CS294-1 Final Project Report. Real-Time Event Detection by Twitter

Transcription

1 CS294-1 Final Project Report Real-Time Event Detection by Twitter Cheng Lu & Yun Jin Abstract Twitter has become a popular microblogging service. An important characteristic of Twitter is its real-time nature. For example, when an earthquake occurs, people make many tweets related to the earthquake, which enables detection of earthquake occurrence promptly, simply by observing the tweets. In this report, we investigate the real-time interaction of events such as earthquakes, in Twitter, and propose an algorithm to monitor tweets and to detect a target event. To detect a target event, we devise a classifier of tweets based on features such as the keywords in a tweet, the number of words, and their context. We also establish a temporal model to estimate time of occurrence. Finally, we use geocharts from Google to show our results on maps. In this report, section 1 describes our goal of this project. Section 2 introduces how we collect data and how we processed these data for classification. Section 3 talks about the approach we used for the project in detail and why we choose it. Section 4 shows the results and performance analysis. Section 5 gives a short scenario about what will be done for next step. Section 6 summarizes what we have done and what we have learned through this project. Project Goal Since real-time nature is one of the most important features for Twitter, we could detect real-time events by monitoring tweets. And we try to find the real time of location of such events. These events share several properties in common: i) They are of large scale (many users experience the event). ii) They particularly influence people s daily life (for that reason, they are induced to tweet about it). iii) They have both spatial and temporal regions (so that real-time location estimation would be possible).

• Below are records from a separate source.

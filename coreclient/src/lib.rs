// SPDX-FileCopyrightText: 2023 Phoenix R&D GmbH <hello@phnx.im>
//
// SPDX-License-Identifier: AGPL-3.0-or-later

//! Offline first client logic.
//!
//! All reads are served from a local sqlite cache. Changes are written to the
//! cache and to a queue, which is replayed against the server in order while
//! the client is online.

mod core_user;
mod error;
mod remote;
mod store;
mod sync_queue;
mod sync_service;
mod utils;

pub use crate::{
    core_user::CoreUser,
    error::{RecordNotFound, SyncError},
    remote::RemoteLedger,
    store::{LocalStore, StoreError, StoredSession},
    sync_queue::{PendingOperation, QueuedOperation},
    sync_service::{SyncDone, SyncReport, SyncStatus},
};

pub use ledgercommon::{
    identifiers::{AccountId, DebtId, Identifier, PaymentId, TransactionId},
    records::{
        Account, Debt, DebtKind, DebtStatus, NewPayment, Payment, Transaction, TransactionKind,
        User,
    },
    report::MonthlyReport,
    summary::{DebtSummary, TransactionSummary},
};
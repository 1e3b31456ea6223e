// SPDX-FileCopyrightText: 2025 Phoenix R&D GmbH <hello@phnx.im>
//
// SPDX-License-Identifier: AGPL-3.0-or-later

use axum::{
    Json,
    extract::rejection::{JsonRejection, QueryRejection},
    http::StatusCode,
    response::{IntoResponse, Response},
};
use ledgerbackend::errors::{AuthError, ResourceError};
use ledgercommon::{messages::ErrorResponse, validation::ValidationError};
use thiserror::Error;
use tracing::error;

/// Error answered to a REST request.
#[derive(Debug, Error)]
pub enum ApiError {
    #[error("{0}")]
    BadRequest(String),
    #[error("{0}")]
    Unauthorized(&'static str),
    #[error("{0}")]
    NotFound(String),
    #[error("{0}")]
    Conflict(String),
    #[error("{message}: {error}")]
    Internal { message: &'static str, error: String },
}

impl ApiError {
    pub(crate) fn unauthorized() -> Self {
        Self::Unauthorized("Unauthorized")
    }

    pub(crate) fn internal(message: &'static str, error: impl ToString) -> Self {
        Self::Internal {
            message,
            error: error.to_string(),
        }
    }

    fn status(&self) -> StatusCode {
        match self {
            Self::BadRequest(_) => StatusCode::BAD_REQUEST,
            Self::Unauthorized(_) => StatusCode::UNAUTHORIZED,
            Self::NotFound(_) => StatusCode::NOT_FOUND,
            Self::Conflict(_) => StatusCode::CONFLICT,
            Self::Internal { .. } => StatusCode::INTERNAL_SERVER_ERROR,
        }
    }
}

impl IntoResponse for ApiError {
    fn into_response(self) -> Response {
        let status = self.status();
        let body = match self {
            Self::BadRequest(message) | Self::NotFound(message) | Self::Conflict(message) => {
                ErrorResponse {
                    message,
                    error: None,
                }
            }
            Self::Unauthorized(message) => ErrorResponse {
                message: message.to_owned(),
                error: None,
            },
            Self::Internal { message, error } => {
                error!(%error, message, "Request failed");
                ErrorResponse {
                    message: message.to_owned(),
                    error: Some(error),
                }
            }
        };
        (status, Json(body)).into_response()
    }
}

impl From<ValidationError> for ApiError {
    fn from(error: ValidationError) -> Self {
        Self::BadRequest(error.to_string())
    }
}

impl From<ResourceError> for ApiError {
    fn from(error: ResourceError) -> Self {
        match error {
            ResourceError::NotFound(name) => Self::NotFound(format!("{name} not found")),
            ResourceError::Invalid(error) => error.into(),
            ResourceError::Storage(error) => Self::internal("Failed to access stored records", error),
        }
    }
}

impl From<AuthError> for ApiError {
    fn from(error: AuthError) -> Self {
        match error {
            AuthError::Invalid(error) => error.into(),
            AuthError::UsernameTaken => Self::Conflict(error.to_string()),
            AuthError::InvalidCredentials => Self::Unauthorized("Invalid credentials"),
            AuthError::PasswordHash(_) | AuthError::Storage(_) => {
                Self::internal("Authentication failed", error)
            }
        }
    }
}

impl From<JsonRejection> for ApiError {
    fn from(rejection: JsonRejection) -> Self {
        Self::BadRequest(rejection.body_text())
    }
}

impl From<QueryRejection> for ApiError {
    fn from(rejection: QueryRejection) -> Self {
        Self::BadRequest(rejection.body_text())
    }
}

The research questions we are trying to answer in this project are: i) Can we detect such event occurrence in real-time by monitoring twitter? ii) Can we find the real time and location information of such event?

2 In this report, we focus on the detection of earthquake that has the above properties. The goal of our project is to detect earthquake events by collecting tweets data and to estimate the time of location of earthquake occurrence. Data Collecting & Data Processing We start our analysis by searching the queries from the MarkLogic Twitter Database by XQueries. In our project, we first search the keyword earthquake for a subset of tweets that all contains the keyword in our searching queries. Subsequently, we limit the location of all tweets to US and set the language as English since we concentrate on the events that are in the region of US. Finally, we get 20,000 tweets that are dated from Nov 22nd, 2011 to Mar 13th, Follow by that, we employed simple statistical analysis of the twitter data we got. From these tweets data, we found that most are located in west in accordance to the fact that earthquake happens most in the west coast in US and are pretty rare in Midwest and Northeast area (this may also due to the possibility that the twitter population is way more dense in west coast). Figure 1 shows the regional distribution of the data that contains the keyword earthquake located in US. Figure1. Distribution of earthquake in US from tweets data Approach To detect an event like earthquake and estimate the time and location of such event, we build an overall analysis platform for classification and estimation. Figure 2 shows the procedure of our approach. In this report, we first introduce two assumptions for detecting an event like earthquake. Then we describe the semantic analysis for classification. Subsequently, we propose a temporal model for event occurrence probability. Finally, we estimate the time of location of the earthquake.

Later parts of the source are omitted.